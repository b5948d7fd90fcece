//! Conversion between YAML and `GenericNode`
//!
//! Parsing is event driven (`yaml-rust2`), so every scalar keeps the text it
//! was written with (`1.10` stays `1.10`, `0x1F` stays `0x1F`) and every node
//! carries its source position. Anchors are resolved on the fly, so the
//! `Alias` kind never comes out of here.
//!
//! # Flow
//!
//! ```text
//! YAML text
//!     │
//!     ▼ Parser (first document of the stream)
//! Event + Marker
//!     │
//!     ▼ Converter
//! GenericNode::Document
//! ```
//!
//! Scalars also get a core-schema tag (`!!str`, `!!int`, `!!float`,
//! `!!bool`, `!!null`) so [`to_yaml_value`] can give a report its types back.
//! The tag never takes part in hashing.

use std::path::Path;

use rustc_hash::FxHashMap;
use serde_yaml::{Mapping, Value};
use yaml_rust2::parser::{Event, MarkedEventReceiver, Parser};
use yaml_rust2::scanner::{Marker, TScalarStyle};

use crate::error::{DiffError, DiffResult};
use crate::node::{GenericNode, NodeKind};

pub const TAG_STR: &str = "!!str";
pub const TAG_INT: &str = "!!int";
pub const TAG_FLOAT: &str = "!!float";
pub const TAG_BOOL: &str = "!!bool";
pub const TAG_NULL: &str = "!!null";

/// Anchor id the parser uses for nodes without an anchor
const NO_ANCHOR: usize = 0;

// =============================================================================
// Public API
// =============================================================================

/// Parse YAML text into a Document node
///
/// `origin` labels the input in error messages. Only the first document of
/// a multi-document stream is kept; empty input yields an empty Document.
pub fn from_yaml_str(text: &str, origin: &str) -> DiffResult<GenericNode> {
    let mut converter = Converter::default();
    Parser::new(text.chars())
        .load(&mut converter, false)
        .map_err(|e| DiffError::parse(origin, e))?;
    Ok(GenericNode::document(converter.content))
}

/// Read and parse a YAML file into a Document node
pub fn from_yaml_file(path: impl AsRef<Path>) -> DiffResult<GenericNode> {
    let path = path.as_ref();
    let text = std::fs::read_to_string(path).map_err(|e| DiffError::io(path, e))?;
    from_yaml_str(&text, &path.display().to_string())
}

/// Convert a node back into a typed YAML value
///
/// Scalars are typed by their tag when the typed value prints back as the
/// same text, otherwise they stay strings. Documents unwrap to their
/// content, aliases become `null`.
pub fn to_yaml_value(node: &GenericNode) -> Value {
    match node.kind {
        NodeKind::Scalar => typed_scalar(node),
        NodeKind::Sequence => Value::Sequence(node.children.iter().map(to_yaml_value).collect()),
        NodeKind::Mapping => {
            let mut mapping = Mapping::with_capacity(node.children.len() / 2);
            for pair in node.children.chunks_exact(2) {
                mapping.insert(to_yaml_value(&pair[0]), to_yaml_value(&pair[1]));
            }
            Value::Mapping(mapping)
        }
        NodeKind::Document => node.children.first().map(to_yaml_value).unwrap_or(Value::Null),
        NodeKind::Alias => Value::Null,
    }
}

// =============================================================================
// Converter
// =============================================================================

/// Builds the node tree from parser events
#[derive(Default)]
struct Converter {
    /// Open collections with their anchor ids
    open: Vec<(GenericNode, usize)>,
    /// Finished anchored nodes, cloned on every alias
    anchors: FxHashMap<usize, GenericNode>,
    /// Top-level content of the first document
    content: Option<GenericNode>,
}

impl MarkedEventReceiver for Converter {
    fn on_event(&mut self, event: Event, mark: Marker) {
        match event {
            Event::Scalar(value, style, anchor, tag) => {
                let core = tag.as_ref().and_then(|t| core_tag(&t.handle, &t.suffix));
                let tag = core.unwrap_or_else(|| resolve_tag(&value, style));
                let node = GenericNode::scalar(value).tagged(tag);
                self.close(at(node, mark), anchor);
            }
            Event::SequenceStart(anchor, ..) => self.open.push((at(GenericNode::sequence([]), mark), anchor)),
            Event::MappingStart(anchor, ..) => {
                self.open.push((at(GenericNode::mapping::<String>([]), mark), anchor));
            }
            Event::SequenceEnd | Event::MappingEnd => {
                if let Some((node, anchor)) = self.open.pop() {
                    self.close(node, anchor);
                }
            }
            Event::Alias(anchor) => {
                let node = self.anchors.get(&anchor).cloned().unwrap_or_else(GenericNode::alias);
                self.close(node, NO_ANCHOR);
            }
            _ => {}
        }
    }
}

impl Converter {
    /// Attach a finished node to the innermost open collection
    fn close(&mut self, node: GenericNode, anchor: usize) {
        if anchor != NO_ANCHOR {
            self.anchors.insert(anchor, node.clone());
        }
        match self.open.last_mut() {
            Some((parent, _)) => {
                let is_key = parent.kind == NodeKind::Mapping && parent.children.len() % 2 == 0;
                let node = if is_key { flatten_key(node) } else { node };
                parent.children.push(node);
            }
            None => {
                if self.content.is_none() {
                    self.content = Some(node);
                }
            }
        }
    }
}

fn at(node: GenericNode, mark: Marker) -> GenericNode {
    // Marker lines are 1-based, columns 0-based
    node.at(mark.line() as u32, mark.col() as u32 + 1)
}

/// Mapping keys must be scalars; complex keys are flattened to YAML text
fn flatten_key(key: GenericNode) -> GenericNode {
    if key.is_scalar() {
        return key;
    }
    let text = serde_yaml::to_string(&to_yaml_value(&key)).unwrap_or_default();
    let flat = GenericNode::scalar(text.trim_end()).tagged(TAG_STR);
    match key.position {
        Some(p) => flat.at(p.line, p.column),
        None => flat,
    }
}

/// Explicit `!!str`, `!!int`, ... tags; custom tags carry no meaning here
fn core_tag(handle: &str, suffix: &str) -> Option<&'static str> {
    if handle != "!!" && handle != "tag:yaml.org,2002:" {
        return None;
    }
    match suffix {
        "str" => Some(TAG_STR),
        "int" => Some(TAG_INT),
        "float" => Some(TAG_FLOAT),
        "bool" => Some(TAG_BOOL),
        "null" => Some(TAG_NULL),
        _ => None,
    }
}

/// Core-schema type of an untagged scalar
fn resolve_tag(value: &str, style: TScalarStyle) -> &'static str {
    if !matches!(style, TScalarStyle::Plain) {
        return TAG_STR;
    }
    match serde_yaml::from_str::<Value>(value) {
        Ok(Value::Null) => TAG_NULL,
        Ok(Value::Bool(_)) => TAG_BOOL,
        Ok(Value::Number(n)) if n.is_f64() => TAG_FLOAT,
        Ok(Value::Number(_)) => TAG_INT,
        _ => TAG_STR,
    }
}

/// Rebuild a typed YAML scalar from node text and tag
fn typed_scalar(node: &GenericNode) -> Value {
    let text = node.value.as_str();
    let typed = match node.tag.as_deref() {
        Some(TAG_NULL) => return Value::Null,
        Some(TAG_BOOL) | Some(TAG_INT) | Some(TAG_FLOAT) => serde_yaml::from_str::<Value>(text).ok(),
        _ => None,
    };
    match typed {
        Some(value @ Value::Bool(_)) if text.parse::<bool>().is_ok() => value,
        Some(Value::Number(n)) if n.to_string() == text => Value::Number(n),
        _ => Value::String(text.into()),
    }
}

WORK REQUIRED —
Beginning at the first line above, repeat exactly until the line containing "and every node", which is included.

RESPONSE BELOW —
repository b5948d7fd90fcece
//! Conversion between YAML and `GenericNode`
//!
//! Parsing is event driven (`yaml-rust2`), so every scalar keeps the text it
//! was written with (`1.10` stays `1.10`, `0x1F` stays `0x1F`) and every node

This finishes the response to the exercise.